___ DATASET RECORDS
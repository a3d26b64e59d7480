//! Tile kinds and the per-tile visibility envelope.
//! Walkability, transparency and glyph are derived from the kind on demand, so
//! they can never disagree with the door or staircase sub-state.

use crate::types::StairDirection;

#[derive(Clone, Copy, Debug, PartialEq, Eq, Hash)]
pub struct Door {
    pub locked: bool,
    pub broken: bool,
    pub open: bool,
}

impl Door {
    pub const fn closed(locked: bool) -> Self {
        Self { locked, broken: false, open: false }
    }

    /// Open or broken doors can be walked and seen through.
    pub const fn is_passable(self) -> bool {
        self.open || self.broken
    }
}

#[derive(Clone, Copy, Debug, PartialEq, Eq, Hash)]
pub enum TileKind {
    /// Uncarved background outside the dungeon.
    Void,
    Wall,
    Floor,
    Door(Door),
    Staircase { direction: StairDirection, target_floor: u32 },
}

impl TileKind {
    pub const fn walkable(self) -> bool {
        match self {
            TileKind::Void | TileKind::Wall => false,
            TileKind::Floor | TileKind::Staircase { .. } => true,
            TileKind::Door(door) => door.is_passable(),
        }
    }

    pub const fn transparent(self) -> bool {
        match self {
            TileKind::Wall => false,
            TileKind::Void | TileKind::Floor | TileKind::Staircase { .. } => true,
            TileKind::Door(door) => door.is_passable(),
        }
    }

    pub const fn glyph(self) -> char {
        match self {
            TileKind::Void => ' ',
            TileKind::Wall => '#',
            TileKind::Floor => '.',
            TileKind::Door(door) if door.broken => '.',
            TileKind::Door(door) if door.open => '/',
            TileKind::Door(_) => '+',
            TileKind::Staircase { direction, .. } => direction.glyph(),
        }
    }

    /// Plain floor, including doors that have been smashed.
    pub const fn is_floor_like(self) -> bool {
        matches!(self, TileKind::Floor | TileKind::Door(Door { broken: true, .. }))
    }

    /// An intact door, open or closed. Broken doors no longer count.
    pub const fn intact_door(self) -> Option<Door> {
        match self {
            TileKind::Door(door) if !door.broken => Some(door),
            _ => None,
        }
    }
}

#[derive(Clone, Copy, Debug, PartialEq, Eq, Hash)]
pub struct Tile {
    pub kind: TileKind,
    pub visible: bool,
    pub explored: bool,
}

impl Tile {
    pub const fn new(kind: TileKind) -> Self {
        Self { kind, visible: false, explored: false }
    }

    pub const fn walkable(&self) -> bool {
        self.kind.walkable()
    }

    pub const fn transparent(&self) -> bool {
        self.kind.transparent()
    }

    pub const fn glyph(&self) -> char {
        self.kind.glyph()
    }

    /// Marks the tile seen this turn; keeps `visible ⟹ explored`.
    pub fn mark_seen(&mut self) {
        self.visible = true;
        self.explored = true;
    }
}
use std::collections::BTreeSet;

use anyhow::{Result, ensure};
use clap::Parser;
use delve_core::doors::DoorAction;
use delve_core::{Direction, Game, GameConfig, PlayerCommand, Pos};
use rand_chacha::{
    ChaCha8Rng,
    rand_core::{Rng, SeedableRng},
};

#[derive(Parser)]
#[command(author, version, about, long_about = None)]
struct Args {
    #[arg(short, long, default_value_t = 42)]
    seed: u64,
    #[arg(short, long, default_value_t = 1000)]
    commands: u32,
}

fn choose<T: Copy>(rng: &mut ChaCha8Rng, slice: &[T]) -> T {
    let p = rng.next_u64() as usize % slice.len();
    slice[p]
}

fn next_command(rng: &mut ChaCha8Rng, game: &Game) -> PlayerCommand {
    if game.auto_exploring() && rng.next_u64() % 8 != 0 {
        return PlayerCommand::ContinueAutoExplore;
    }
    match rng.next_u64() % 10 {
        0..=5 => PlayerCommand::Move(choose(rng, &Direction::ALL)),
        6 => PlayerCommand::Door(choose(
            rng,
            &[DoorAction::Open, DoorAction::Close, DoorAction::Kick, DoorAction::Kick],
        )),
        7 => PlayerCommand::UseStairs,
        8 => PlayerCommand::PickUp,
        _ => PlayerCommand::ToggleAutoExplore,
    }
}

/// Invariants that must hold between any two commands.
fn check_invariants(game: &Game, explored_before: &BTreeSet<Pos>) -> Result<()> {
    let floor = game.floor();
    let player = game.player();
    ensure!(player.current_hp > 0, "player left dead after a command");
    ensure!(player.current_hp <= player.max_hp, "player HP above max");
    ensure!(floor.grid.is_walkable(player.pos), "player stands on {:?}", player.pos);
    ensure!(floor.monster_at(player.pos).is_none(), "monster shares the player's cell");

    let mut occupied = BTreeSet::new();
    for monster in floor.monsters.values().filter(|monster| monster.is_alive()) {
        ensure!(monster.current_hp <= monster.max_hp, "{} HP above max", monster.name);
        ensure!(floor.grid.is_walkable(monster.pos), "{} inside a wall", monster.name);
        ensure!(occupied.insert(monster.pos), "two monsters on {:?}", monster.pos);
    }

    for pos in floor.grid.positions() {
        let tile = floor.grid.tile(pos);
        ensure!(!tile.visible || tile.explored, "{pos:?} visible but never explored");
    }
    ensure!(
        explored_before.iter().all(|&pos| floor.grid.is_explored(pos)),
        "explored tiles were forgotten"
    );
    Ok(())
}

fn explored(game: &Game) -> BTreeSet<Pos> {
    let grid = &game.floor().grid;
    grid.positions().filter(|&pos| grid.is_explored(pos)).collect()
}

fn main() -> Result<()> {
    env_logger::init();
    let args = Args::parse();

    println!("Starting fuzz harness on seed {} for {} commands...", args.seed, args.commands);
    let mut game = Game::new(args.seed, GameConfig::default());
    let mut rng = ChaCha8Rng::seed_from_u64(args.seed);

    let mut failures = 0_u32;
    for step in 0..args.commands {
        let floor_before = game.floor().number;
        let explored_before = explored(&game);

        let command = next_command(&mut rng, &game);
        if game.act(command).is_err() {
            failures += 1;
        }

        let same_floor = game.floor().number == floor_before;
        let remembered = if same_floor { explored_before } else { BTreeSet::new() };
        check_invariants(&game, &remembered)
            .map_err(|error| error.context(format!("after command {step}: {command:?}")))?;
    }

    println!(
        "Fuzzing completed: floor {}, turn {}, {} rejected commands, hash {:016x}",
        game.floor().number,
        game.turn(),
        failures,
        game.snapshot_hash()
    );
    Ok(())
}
______
___ DATASET RECORDS
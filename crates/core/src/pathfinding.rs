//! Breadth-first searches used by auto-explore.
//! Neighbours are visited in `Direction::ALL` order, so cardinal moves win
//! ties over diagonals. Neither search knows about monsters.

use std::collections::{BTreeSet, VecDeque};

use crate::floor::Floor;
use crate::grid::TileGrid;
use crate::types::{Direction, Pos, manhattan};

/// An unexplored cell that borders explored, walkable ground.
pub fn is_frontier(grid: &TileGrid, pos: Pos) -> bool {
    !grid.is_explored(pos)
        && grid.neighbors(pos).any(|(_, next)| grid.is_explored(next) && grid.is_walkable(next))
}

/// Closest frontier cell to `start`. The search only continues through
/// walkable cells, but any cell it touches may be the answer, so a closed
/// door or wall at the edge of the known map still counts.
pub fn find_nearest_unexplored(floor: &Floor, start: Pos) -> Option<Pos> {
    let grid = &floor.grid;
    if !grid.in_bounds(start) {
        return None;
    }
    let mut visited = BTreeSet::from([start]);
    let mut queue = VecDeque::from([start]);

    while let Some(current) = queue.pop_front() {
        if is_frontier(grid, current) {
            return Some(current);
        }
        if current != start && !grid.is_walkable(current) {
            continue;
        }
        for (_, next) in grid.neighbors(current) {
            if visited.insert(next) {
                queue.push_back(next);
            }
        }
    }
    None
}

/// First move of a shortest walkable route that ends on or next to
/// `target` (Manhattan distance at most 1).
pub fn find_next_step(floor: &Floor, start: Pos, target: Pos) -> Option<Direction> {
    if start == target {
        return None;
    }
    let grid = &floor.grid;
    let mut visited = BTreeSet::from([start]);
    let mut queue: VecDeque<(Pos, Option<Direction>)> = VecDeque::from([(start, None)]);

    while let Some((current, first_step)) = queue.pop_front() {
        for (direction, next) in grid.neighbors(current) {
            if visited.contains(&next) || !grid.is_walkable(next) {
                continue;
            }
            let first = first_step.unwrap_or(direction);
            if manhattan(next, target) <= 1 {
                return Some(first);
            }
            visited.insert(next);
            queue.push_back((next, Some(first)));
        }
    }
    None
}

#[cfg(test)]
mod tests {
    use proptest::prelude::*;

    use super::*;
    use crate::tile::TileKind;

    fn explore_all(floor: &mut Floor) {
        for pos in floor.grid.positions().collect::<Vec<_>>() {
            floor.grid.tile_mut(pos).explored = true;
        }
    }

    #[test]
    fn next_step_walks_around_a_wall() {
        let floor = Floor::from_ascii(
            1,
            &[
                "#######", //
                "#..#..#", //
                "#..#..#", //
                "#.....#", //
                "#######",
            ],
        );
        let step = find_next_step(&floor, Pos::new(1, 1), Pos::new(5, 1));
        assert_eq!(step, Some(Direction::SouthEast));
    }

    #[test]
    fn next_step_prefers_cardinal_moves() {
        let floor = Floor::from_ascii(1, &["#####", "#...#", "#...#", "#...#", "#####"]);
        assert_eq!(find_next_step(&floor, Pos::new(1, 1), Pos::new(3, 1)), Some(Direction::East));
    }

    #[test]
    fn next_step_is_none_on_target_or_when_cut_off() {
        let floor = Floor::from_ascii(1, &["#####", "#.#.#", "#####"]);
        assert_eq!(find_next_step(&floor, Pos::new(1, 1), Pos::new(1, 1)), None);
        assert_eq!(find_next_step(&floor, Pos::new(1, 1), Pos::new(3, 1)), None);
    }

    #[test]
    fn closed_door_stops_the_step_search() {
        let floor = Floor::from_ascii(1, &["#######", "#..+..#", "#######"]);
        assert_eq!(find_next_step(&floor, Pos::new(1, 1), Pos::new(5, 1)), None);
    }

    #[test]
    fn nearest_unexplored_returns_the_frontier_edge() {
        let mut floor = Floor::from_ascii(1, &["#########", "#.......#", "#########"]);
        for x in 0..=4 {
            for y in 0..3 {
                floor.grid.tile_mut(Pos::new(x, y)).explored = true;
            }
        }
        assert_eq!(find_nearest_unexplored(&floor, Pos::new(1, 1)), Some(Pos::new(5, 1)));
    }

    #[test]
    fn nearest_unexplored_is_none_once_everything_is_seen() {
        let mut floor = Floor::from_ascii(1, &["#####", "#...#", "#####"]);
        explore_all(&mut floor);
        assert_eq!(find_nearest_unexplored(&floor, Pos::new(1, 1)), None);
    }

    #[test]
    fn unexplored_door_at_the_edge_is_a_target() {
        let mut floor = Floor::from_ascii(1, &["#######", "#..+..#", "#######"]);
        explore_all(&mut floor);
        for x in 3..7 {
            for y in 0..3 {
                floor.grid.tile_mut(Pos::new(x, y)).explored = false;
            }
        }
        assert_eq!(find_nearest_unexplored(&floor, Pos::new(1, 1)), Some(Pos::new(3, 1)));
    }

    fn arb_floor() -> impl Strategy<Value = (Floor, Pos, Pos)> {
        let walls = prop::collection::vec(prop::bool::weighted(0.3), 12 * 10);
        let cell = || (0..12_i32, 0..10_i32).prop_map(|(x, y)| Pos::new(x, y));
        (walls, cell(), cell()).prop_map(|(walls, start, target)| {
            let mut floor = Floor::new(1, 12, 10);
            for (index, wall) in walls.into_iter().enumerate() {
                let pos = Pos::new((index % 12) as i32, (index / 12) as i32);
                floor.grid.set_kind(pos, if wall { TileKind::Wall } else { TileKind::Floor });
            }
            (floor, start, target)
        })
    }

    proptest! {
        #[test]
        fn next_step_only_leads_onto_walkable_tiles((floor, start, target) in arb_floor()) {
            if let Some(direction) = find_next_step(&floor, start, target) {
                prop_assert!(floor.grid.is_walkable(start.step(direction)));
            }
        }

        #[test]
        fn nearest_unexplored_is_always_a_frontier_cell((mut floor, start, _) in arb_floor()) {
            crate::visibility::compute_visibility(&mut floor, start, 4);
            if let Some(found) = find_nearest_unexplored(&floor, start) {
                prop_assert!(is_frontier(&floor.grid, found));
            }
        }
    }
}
______
WHAT IS NEEDED:
Using the records above, find and show each line with the string "DoorAction".

REPLY:
use delve_core::doors::DoorAction;
            &[DoorAction::Open, DoorAction::Close, DoorAction::Kick, DoorAction::Kick],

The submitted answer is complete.